*TASK GOAL*.
With the records below as your source, retype each line exactly from the top down to the line that contains "pub const MAX_RECENT_SESSIONS: usize = 30;", and include that line.

*PROVIDED MATERIAL*.
//! Inbound generation requests

use std::collections::BTreeMap;

use serde::{Deserialize, Serialize};

use super::{DrillFeedback, ExperienceLevel, FieldDimensions, PlayerProfile, SessionSummary};

/// How many recently generated names the Scout is told not to repeat
pub const DO_NOT_REPEAT_LIMIT: usize = 5;

/// Upper bound on history a request may carry
pub const MAX_RECENT_SESSIONS: usize = 30;

/// A weakness the player picked from the app's taxonomy
#[derive(Debug, Clone, PartialEq, Eq, Serialize, Deserialize)]
pub struct SelectedWeakness {
    pub category: String,
    pub specific: String,
}

/// Playing area requested for a drill
#[derive(Debug, Clone, Copy, Default, PartialEq, Eq, Serialize, Deserialize)]
#[serde(rename_all = "lowercase")]
pub enum FieldSize {
    Small,
    #[default]
    Medium,
    Large,
}

impl FieldSize {
    /// Width by length in metres
    pub fn dimensions(&self) -> FieldDimensions {
        match self {
            FieldSize::Small => FieldDimensions { width: 20, length: 15 },
            FieldSize::Medium => FieldDimensions { width: 30, length: 20 },
            FieldSize::Large => FieldDimensions { width: 50, length: 30 },
        }
    }
}

/// Difficulty as the app sends it: either a 1–5 level or an experience label
#[derive(Debug, Clone, PartialEq, Serialize, Deserialize)]
#[serde(untagged)]
pub enum DifficultyInput {
    Level(i64),
    Label(String),
}

impl DifficultyInput {
    /// Level on the 1–5 scale, `None` when out of range or unrecognised
    pub fn resolve(&self) -> Option<u8> {
        match self {
            DifficultyInput::Level(level) => u8::try_from(*level).ok().filter(|l| (1..=5).contains(l)),
            DifficultyInput::Label(label) => match label.trim().parse::<i64>() {
                Ok(level) => DifficultyInput::Level(level).resolve(),
                Err(_) => ExperienceLevel::from_label(label).map(|e| e.level()),
            },
        }
    }
}

/// Constraints the generated drill must respect
#[derive(Debug, Clone, PartialEq, Serialize, Deserialize)]
#[serde(default)]
pub struct DrillRequirements {
    pub category: Option<String>,
    pub difficulty: Option<DifficultyInput>,
    pub equipment: Vec<String>,
    pub number_of_players: u32,
    pub field_size: FieldSize,
    pub skill_description: Option<String>,
}

impl Default for DrillRequirements {
    fn default() -> Self {
        Self {
            category: None,
            difficulty: None,
            equipment: Vec::new(),
            number_of_players: 1,
            field_size: FieldSize::default(),
            skill_description: None,
        }
    }
}

/// What the player is currently following, if anything
#[derive(Debug, Clone, Default, PartialEq, Serialize, Deserialize)]
#[serde(default)]
pub struct ActivePlanSnapshot {
    pub name: Option<String>,
    pub current_week: Option<u32>,
    pub total_weeks: Option<u32>,
    pub focus_area: Option<String>,
}

/// Everything a drill generation run may draw on
#[derive(Debug, Clone, Default, PartialEq, Serialize, Deserialize)]
#[serde(default)]
pub struct GenerationRequest {
    pub player_profile: Option<PlayerProfile>,
    pub recent_sessions: Vec<SessionSummary>,
    pub category_balance: BTreeMap<String, f64>,
    pub active_plan: Option<ActivePlanSnapshot>,
    pub selected_weaknesses: Vec<SelectedWeakness>,
    pub skill_description: Option<String>,
    pub requirements: DrillRequirements,
    #[serde(alias = "do_not_repeat")]
    pub recent_artifact_names: Vec<String>,
    pub drill_feedback: Vec<DrillFeedback>,
}

impl GenerationRequest {
    /// Freeform description, preferring the top-level field over the one
    /// nested in the requirements
    pub fn freeform_text(&self) -> Option<&str> {
        self.skill_description
            .as_deref()
            .or(self.requirements.skill_description.as_deref())
            .map(str::trim)
            .filter(|s| !s.is_empty())
    }

    /// Merge stored names into the do-not-repeat list, newest first,
    /// keeping at most [`DO_NOT_REPEAT_LIMIT`] distinct entries
    pub fn merge_recent_artifact_names<I>(&mut self, names: I)
    where
        I: IntoIterator<Item = String>,
    {
        let mut merged: Vec<String> = Vec::with_capacity(DO_NOT_REPEAT_LIMIT);
        for name in self.recent_artifact_names.drain(..).chain(names) {
            if merged.len() == DO_NOT_REPEAT_LIMIT {
                break;
            }
            if !merged.iter().any(|n| n.eq_ignore_ascii_case(&name)) {
                merged.push(name);
            }
        }
        self.recent_artifact_names = merged;
    }
}

/// A plan request: the drill inputs plus scheduling constraints
#[derive(Debug, Clone, PartialEq, Serialize, Deserialize)]
pub struct PlanGenerationRequest {
    #[serde(flatten)]
    pub base: GenerationRequest,
    #[serde(default = "default_duration_weeks")]
    pub duration_weeks: u32,
    #[serde(default)]
    pub target_role: Option<String>,
    #[serde(default)]
    pub focus_areas: Vec<String>,
    #[serde(default)]
    pub preferred_days: Vec<String>,
    #[serde(default)]
    pub rest_days: Vec<String>,
}

fn default_duration_weeks() -> u32 {
    6
}

#[cfg(test)]
mod tests {
    use super::*;

    #[test]
    fn test_difficulty_input_resolution() {
        assert_eq!(DifficultyInput::Level(3).resolve(), Some(3));
        assert_eq!(DifficultyInput::Level(0).resolve(), None);
        assert_eq!(DifficultyInput::Level(6).resolve(), None);
        assert_eq!(DifficultyInput::Label("Advanced".into()).resolve(), Some(4));
        assert_eq!(DifficultyInput::Label("2".into()).resolve(), Some(2));
        assert_eq!(DifficultyInput::Label("heroic".into()).resolve(), None);
    }

    #[test]
    fn test_field_sizes() {
        assert_eq!(FieldSize::Small.dimensions(), FieldDimensions { width: 20, length: 15 });
        assert_eq!(FieldSize::default().dimensions(), FieldDimensions { width: 30, length: 20 });
        assert_eq!(FieldSize::Large.dimensions(), FieldDimensions { width: 50, length: 30 });
    }

    #[test]
    fn test_merge_recent_names_dedupes_and_caps() {
        let mut request = GenerationRequest {
            recent_artifact_names: vec!["Gate Sprint".into(), "Wall Volley".into()],
            ..Default::default()
        };
        request.merge_recent_artifact_names(
            ["wall volley", "Cone Weave", "Box Rondo", "Touch Ladder", "Late Extra"]
                .into_iter()
                .map(String::from),
        );

        assert_eq!(
            request.recent_artifact_names,
            vec!["Gate Sprint", "Wall Volley", "Cone Weave", "Box Rondo", "Touch Ladder"]
        );
    }

    #[test]
    fn test_plan_request_defaults_and_flattening() {
        let json = r#"{"player_profile": {"age": 15}, "skill_description": "stamina for full matches", "rest_days": ["Sunday"]}"#;
        let request: PlanGenerationRequest = serde_json::from_str(json).unwrap();
        assert_eq!(request.duration_weeks, 6);
        assert_eq!(request.base.freeform_text(), Some("stamina for full matches"));
        assert_eq!(request.base.requirements.number_of_players, 1);
        assert_eq!(request.rest_days, vec!["Sunday".to_string()]);
    }
}
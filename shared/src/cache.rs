//! Time-to-live cache and the request cooldown gate built on it
//!
//! Every "have we seen this recently?" question goes through [`TtlCache`], so
//! staleness rules live in one place.

use std::collections::HashMap;
use std::hash::Hash;
use std::sync::Arc;

use chrono::{DateTime, Duration, Utc};
use tokio::sync::Mutex;

use crate::clock::Clock;

#[derive(Debug, Clone)]
struct CacheEntry<V> {
    value: V,
    inserted_at: DateTime<Utc>,
}

/// Key/value store where every entry expires `ttl` after insertion
#[derive(Debug, Clone)]
pub struct TtlCache<K, V> {
    entries: HashMap<K, CacheEntry<V>>,
    ttl: Duration,
}

impl<K, V> TtlCache<K, V>
where
    K: Eq + Hash,
{
    pub fn new(ttl: Duration) -> Self {
        Self {
            entries: HashMap::new(),
            ttl,
        }
    }

    pub fn ttl(&self) -> Duration {
        self.ttl
    }

    /// Insert or refresh an entry
    pub fn insert(&mut self, key: K, value: V, now: DateTime<Utc>) {
        self.entries.insert(key, CacheEntry { value, inserted_at: now });
    }

    /// Value for `key` if it has not expired at `now`
    pub fn get_fresh(&self, key: &K, now: DateTime<Utc>) -> Option<&V> {
        self.entries
            .get(key)
            .filter(|entry| now - entry.inserted_at < self.ttl)
            .map(|entry| &entry.value)
    }

    /// Time left before `key` expires, `None` when absent or stale
    pub fn remaining(&self, key: &K, now: DateTime<Utc>) -> Option<Duration> {
        self.entries.get(key).and_then(|entry| {
            let left = self.ttl - (now - entry.inserted_at);
            (left > Duration::zero()).then_some(left)
        })
    }

    /// Drop every expired entry, returning how many were removed
    pub fn purge_expired(&mut self, now: DateTime<Utc>) -> usize {
        let before = self.entries.len();
        let ttl = self.ttl;
        self.entries.retain(|_, entry| now - entry.inserted_at < ttl);
        before - self.entries.len()
    }

    pub fn len(&self) -> usize {
        self.entries.len()
    }

    pub fn is_empty(&self) -> bool {
        self.entries.is_empty()
    }
}

/// Per-key minimum interval between accepted requests.
///
/// Cloning shares the underlying cache.
#[derive(Clone)]
pub struct CooldownGate<K> {
    cache: Arc<Mutex<TtlCache<K, ()>>>,
    clock: Arc<dyn Clock>,
}

impl<K> CooldownGate<K>
where
    K: Eq + Hash + Send,
{
    pub fn new(window: Duration, clock: Arc<dyn Clock>) -> Self {
        Self {
            cache: Arc::new(Mutex::new(TtlCache::new(window))),
            clock,
        }
    }

    /// Record `key` and return `Ok(())` when it is outside its cooldown,
    /// otherwise return the time left without touching the entry.
    pub async fn try_acquire(&self, key: K) -> Result<(), Duration> {
        let now = self.clock.now();
        let mut cache = self.cache.lock().await;
        if let Some(left) = cache.remaining(&key, now) {
            return Err(left);
        }
        cache.purge_expired(now);
        cache.insert(key, (), now);
        Ok(())
    }

    /// Forget `key`, letting the next request through immediately
    pub async fn release(&self, key: &K) {
        let mut cache = self.cache.lock().await;
        cache.entries.remove(key);
    }
}
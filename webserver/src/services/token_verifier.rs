//! Bearer token verification against an HTTP identity endpoint

use std::time::Duration;

use async_trait::async_trait;
use reqwest::StatusCode;
use url::Url;

use shared::logging::ServiceId;
use shared::service_debug;

use crate::error::{WebServerError, WebServerResult};
use crate::traits::TokenVerifier;
use crate::types::Identity;

const SERVICE: ServiceId = ServiceId::WebServer;

/// Asks an identity provider who owns a token.
///
/// The endpoint receives `GET <identity_url>` with the caller's bearer token
/// and answers 2xx with `{"uid": ...}` (or `user_id` / `sub`) when it is valid.
#[derive(Debug)]
pub struct HttpTokenVerifier {
    http: reqwest::Client,
    identity_url: Url,
}

impl HttpTokenVerifier {
    pub fn new(identity_url: &str, timeout: Duration) -> WebServerResult<Self> {
        let identity_url = Url::parse(identity_url)
            .map_err(|e| WebServerError::config(format!("invalid identity URL {identity_url}: {e}")))?;
        if !matches!(identity_url.scheme(), "http" | "https") {
            return Err(WebServerError::config(format!(
                "identity URL must be http(s), got {}",
                identity_url.scheme()
            )));
        }

        let http = reqwest::Client::builder()
            .timeout(timeout)
            .build()
            .map_err(|e| WebServerError::config(format!("failed to build HTTP client: {e}")))?;

        Ok(Self { http, identity_url })
    }
}

#[async_trait]
impl TokenVerifier for HttpTokenVerifier {
    async fn verify(&self, token: &str) -> WebServerResult<Identity> {
        let response = self
            .http
            .get(self.identity_url.clone())
            .bearer_auth(token)
            .send()
            .await
            .map_err(|e| {
                service_debug!(SERVICE, error = %e, "identity endpoint unreachable");
                WebServerError::unauthorized("Invalid authentication token")
            })?;

        match response.status() {
            status if status.is_success() => {}
            StatusCode::UNAUTHORIZED | StatusCode::FORBIDDEN => {
                return Err(WebServerError::unauthorized("Invalid authentication token"));
            }
            status => {
                service_debug!(SERVICE, status = status.as_u16(), "identity endpoint rejected lookup");
                return Err(WebServerError::unauthorized("Invalid authentication token"));
            }
        }

        let identity: Identity = response
            .json()
            .await
            .map_err(|_| WebServerError::unauthorized("Invalid authentication token"))?;
        if identity.user_id.trim().is_empty() {
            return Err(WebServerError::unauthorized("Invalid authentication token"));
        }
        Ok(identity)
    }
}
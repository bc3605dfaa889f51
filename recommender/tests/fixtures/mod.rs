//! Session and candidate builders for scoring tests

#![allow(dead_code)]

use chrono::{DateTime, Duration, TimeZone, Utc};

use shared::{CandidateExercise, ExerciseRecord, PlayerProfile, SessionSummary, SkillCategory};

pub fn now() -> DateTime<Utc> {
    Utc.with_ymd_and_hms(2026, 4, 15, 9, 0, 0).unwrap()
}

pub fn profile(experience: &str) -> PlayerProfile {
    PlayerProfile {
        position: Some("winger".into()),
        experience_level: Some(experience.into()),
        ..Default::default()
    }
}

/// `(exercise id, skill, category, rating)`
pub type Played<'a> = (&'a str, &'a str, SkillCategory, u8);

pub fn session(days_ago: i64, exercises: &[Played<'_>]) -> SessionSummary {
    SessionSummary {
        date: now() - Duration::days(days_ago),
        duration_minutes: 45,
        overall_rating: 3,
        exercises: exercises
            .iter()
            .map(|(id, skill, category, rating)| ExerciseRecord {
                exercise_id: id.to_string(),
                name: id.replace('-', " "),
                category: *category,
                target_skills: vec![skill.to_string()],
                performance_rating: *rating,
                difficulty: 3,
                notes: None,
            })
            .collect(),
    }
}

pub fn candidate(id: &str, skill: &str, category: SkillCategory, difficulty: u8) -> CandidateExercise {
    CandidateExercise {
        id: id.to_string(),
        name: id.replace('-', " "),
        category,
        target_skills: vec![skill.to_string()],
        difficulty,
    }
}
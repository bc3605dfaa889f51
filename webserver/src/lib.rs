//! HTTP front door for drill generation, training plans and recommendations
//!
//! Wires the generator and recommender crates behind an axum router with
//! bearer-token auth, CORS and a per-user request cooldown.

pub mod error;
pub mod services;
pub mod state;
pub mod traits;
pub mod types;
pub mod web;

// Re-export main types
pub use error::{WebServerError, WebServerResult};
pub use state::AppState;
pub use types::*;
pub use web::build_router;

// Re-export trait definitions
pub use traits::{ArtifactStore, TokenVerifier};

// Re-export service implementations
pub use services::{HttpTokenVerifier, InMemoryArtifactStore};
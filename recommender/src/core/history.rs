//! Time-windowed summaries of a player's session log

use std::collections::{BTreeMap, HashMap};
use std::fmt::Write;

use chrono::{DateTime, Duration, Utc};
use serde::Serialize;

use shared::{SessionSummary, SkillCategory};

/// Frequency and rating total for one skill
#[derive(Debug, Clone, Copy, Default, PartialEq, Serialize)]
pub struct SkillStats {
    pub count: u32,
    pub rating_sum: f64,
}

impl SkillStats {
    fn record(&mut self, rating: u8) {
        self.count += 1;
        self.rating_sum += f64::from(rating);
    }

    pub fn average(&self) -> Option<f64> {
        (self.count > 0).then(|| self.rating_sum / f64::from(self.count))
    }
}

/// Per-skill stats for sessions no older than `days`
#[derive(Debug, Clone, PartialEq, Serialize)]
pub struct PerformanceWindow {
    pub days: i64,
    pub skills: BTreeMap<String, SkillStats>,
    pub category_counts: BTreeMap<SkillCategory, u32>,
}

impl PerformanceWindow {
    fn new(days: i64) -> Self {
        Self {
            days,
            skills: BTreeMap::new(),
            category_counts: BTreeMap::new(),
        }
    }

    pub fn average(&self, skill: &str) -> Option<f64> {
        self.skills.get(&skill_key(skill)).and_then(SkillStats::average)
    }

    pub fn frequency(&self, skill: &str) -> u32 {
        self.skills.get(&skill_key(skill)).map_or(0, |s| s.count)
    }
}

#[derive(Debug, Clone, PartialEq, Serialize)]
pub struct HistorySummary {
    pub now: DateTime<Utc>,
    /// Shortest window first
    pub windows: Vec<PerformanceWindow>,
    pub all_time: BTreeMap<String, SkillStats>,
    pub last_practiced: BTreeMap<String, DateTime<Utc>>,
    /// Keyed by exercise id
    pub last_completed: HashMap<String, DateTime<Utc>>,
    /// Hardest difficulty attempted per skill
    pub max_difficulty: BTreeMap<String, u8>,
    pub category_counts: BTreeMap<SkillCategory, u32>,
    pub total_sessions: usize,
}

/// Skills are matched case-insensitively
pub fn skill_key(skill: &str) -> String {
    skill.trim().to_lowercase()
}

/// Summarise the `max_sessions` most recent sessions in one pass.
///
/// A session belongs to every window it is no older than; sessions dated
/// after `now` count as today's.
pub fn aggregate(sessions: &[SessionSummary], now: DateTime<Utc>, windows: &[i64], max_sessions: usize) -> HistorySummary {
    let mut ordered: Vec<&SessionSummary> = sessions.iter().collect();
    ordered.sort_by(|a, b| b.date.cmp(&a.date));
    ordered.truncate(max_sessions);

    let mut window_days = windows.to_vec();
    window_days.sort_unstable();
    window_days.dedup();

    let mut summary = HistorySummary {
        now,
        windows: window_days.iter().map(|d| PerformanceWindow::new(*d)).collect(),
        all_time: BTreeMap::new(),
        last_practiced: BTreeMap::new(),
        last_completed: HashMap::new(),
        max_difficulty: BTreeMap::new(),
        category_counts: BTreeMap::new(),
        total_sessions: ordered.len(),
    };

    for session in ordered {
        let age = (now - session.date).max(Duration::zero());

        for exercise in &session.exercises {
            *summary.category_counts.entry(exercise.category).or_default() += 1;
            summary
                .last_completed
                .entry(exercise.exercise_id.clone())
                .and_modify(|seen| *seen = (*seen).max(session.date))
                .or_insert(session.date);

            let skills: Vec<String> = if exercise.target_skills.is_empty() {
                vec![skill_key(&exercise.name)]
            } else {
                exercise.target_skills.iter().map(|s| skill_key(s)).collect()
            };

            for window in summary.windows.iter_mut().filter(|w| age <= Duration::days(w.days)) {
                *window.category_counts.entry(exercise.category).or_default() += 1;
                for skill in &skills {
                    window.skills.entry(skill.clone()).or_default().record(exercise.performance_rating);
                }
            }

            for skill in skills {
                summary.all_time.entry(skill.clone()).or_default().record(exercise.performance_rating);
                summary
                    .last_practiced
                    .entry(skill.clone())
                    .and_modify(|seen| *seen = (*seen).max(session.date))
                    .or_insert(session.date);
                summary
                    .max_difficulty
                    .entry(skill)
                    .and_modify(|d| *d = (*d).max(exercise.difficulty))
                    .or_insert(exercise.difficulty);
            }
        }
    }

    summary
}

impl HistorySummary {
    pub fn is_empty(&self) -> bool {
        self.total_sessions == 0
    }

    pub fn window(&self, days: i64) -> Option<&PerformanceWindow> {
        self.windows.iter().find(|w| w.days == days)
    }

    /// Average rating for `skill` within the `days` window
    pub fn average_within(&self, skill: &str, days: i64) -> Option<f64> {
        self.window(days).and_then(|w| w.average(skill))
    }

    pub fn stats(&self, skill: &str) -> SkillStats {
        self.all_time.get(&skill_key(skill)).copied().unwrap_or_default()
    }

    pub fn days_since_practiced(&self, skill: &str) -> Option<i64> {
        self.last_practiced
            .get(&skill_key(skill))
            .map(|date| (self.now - *date).num_days().max(0))
    }

    pub fn completed_within(&self, exercise_id: &str, days: i64) -> bool {
        self.last_completed
            .get(exercise_id)
            .is_some_and(|date| self.now - *date <= Duration::days(days))
    }

    /// Categories with the fewest exercises in the `days` window
    pub fn least_represented(&self, days: i64) -> Vec<SkillCategory> {
        let counts = self.window(days).map(|w| &w.category_counts);
        let count_of = |category: &SkillCategory| counts.and_then(|c| c.get(category)).copied().unwrap_or(0);
        let fewest = SkillCategory::ALL.iter().map(count_of).min().unwrap_or(0);
        SkillCategory::ALL.into_iter().filter(|c| count_of(c) == fewest).collect()
    }

    /// Plain-text digest for the Scout prompt
    pub fn describe(&self) -> String {
        if self.is_empty() {
            return "No sessions recorded yet.".to_string();
        }

        let mut text = format!("{} recent session(s).", self.total_sessions);

        if !self.category_counts.is_empty() {
            let categories: Vec<String> = self
                .category_counts
                .iter()
                .map(|(category, count)| format!("{category} {count}"))
                .collect();
            let _ = write!(text, " Exercises by category: {}.", categories.join(", "));
        }

        for window in &self.windows {
            if window.skills.is_empty() {
                continue;
            }
            let skills: Vec<String> = window
                .skills
                .iter()
                .filter_map(|(skill, stats)| {
                    stats
                        .average()
                        .map(|avg| format!("{skill} {avg:.1} ({}x)", stats.count))
                })
                .collect();
            let _ = write!(text, "\nLast {} days: {}", window.days, skills.join(", "));
        }

        let mut weakest: Vec<(&String, f64)> = self
            .all_time
            .iter()
            .filter_map(|(skill, stats)| stats.average().map(|avg| (skill, avg)))
            .collect();
        weakest.sort_by(|a, b| a.1.total_cmp(&b.1).then_with(|| a.0.cmp(b.0)));
        if let Some((skill, avg)) = weakest.first() {
            let _ = write!(text, "\nWeakest skill overall: {skill} ({avg:.1}/5)");
        }

        text
    }
}

#[cfg(test)]
mod tests {
    use super::*;
    use chrono::TimeZone;
    use shared::ExerciseRecord;

    fn now() -> DateTime<Utc> {
        Utc.with_ymd_and_hms(2026, 3, 1, 12, 0, 0).unwrap()
    }

    fn session(days_ago: i64, exercises: Vec<ExerciseRecord>) -> SessionSummary {
        SessionSummary {
            date: now() - Duration::days(days_ago),
            duration_minutes: 45,
            overall_rating: 3,
            exercises,
        }
    }

    fn exercise(id: &str, skill: &str, category: SkillCategory, rating: u8) -> ExerciseRecord {
        ExerciseRecord {
            exercise_id: id.to_string(),
            name: format!("{skill} drill"),
            category,
            target_skills: vec![skill.to_string()],
            performance_rating: rating,
            difficulty: 3,
            notes: None,
        }
    }

    fn aggregate_default(sessions: &[SessionSummary]) -> HistorySummary {
        aggregate(sessions, now(), &[3, 7, 14, 30], 30)
    }

    #[test]
    fn test_sessions_land_in_every_window_they_fit() {
        let summary = aggregate_default(&[
            session(1, vec![exercise("a", "Passing", SkillCategory::Technical, 2)]),
            session(10, vec![exercise("a", "passing", SkillCategory::Technical, 4)]),
            session(25, vec![exercise("b", "Sprinting", SkillCategory::Physical, 5)]),
        ]);

        assert_eq!(summary.window(3).unwrap().frequency("passing"), 1);
        assert_eq!(summary.window(7).unwrap().frequency("passing"), 1);
        assert_eq!(summary.window(14).unwrap().frequency("passing"), 2);
        assert_eq!(summary.average_within("Passing", 14), Some(3.0));
        assert_eq!(summary.window(14).unwrap().frequency("sprinting"), 0);
        assert_eq!(summary.window(30).unwrap().frequency("sprinting"), 1);
        assert_eq!(summary.stats("passing").count, 2);
        assert_eq!(summary.days_since_practiced("passing"), Some(1));
        assert_eq!(summary.total_sessions, 3);
    }

    #[test]
    fn test_keeps_only_most_recent_sessions() {
        let sessions: Vec<SessionSummary> = (0..40)
            .map(|d| session(d, vec![exercise("a", "passing", SkillCategory::Technical, 3)]))
            .collect();
        let summary = aggregate(&sessions, now(), &[3, 7, 14, 30], 30);
        assert_eq!(summary.total_sessions, 30);
        assert_eq!(summary.stats("passing").count, 30);
    }

    #[test]
    fn test_recency_and_balance() {
        let summary = aggregate_default(&[
            session(2, vec![exercise("wall", "passing", SkillCategory::Technical, 3)]),
            session(5, vec![exercise("sprint", "speed", SkillCategory::Physical, 3)]),
        ]);
        assert!(summary.completed_within("wall", 3));
        assert!(!summary.completed_within("sprint", 3));
        assert!(!summary.completed_within("unknown", 3));
        assert_eq!(summary.least_represented(30), vec![SkillCategory::Tactical, SkillCategory::Recovery]);
    }

    #[test]
    fn test_is_deterministic_and_order_independent() {
        let a = session(1, vec![exercise("a", "passing", SkillCategory::Technical, 2)]);
        let b = session(9, vec![exercise("b", "shooting", SkillCategory::Technical, 4)]);
        assert_eq!(aggregate_default(&[a.clone(), b.clone()]), aggregate_default(&[b, a]));
    }

    #[test]
    fn test_describe() {
        assert_eq!(aggregate_default(&[]).describe(), "No sessions recorded yet.");

        let text = aggregate_default(&[session(1, vec![exercise("a", "passing", SkillCategory::Technical, 2)])]).describe();
        assert!(text.starts_with("1 recent session(s)."));
        assert!(text.contains("Last 3 days: passing 2.0 (1x)"));
        assert!(text.contains("Weakest skill overall: passing (2.0/5)"));
    }
}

*EXERCISE SOLUTION*.
//! Inbound generation requests

use std::collections::BTreeMap;

use serde::{Deserialize, Serialize};

use super::{DrillFeedback, ExperienceLevel, FieldDimensions, PlayerProfile, SessionSummary};

/// How many recently generated names the Scout is told not to repeat
pub const DO_NOT_REPEAT_LIMIT: usize = 5;

/// Upper bound on history a request may carry
pub const MAX_RECENT_SESSIONS: usize = 30;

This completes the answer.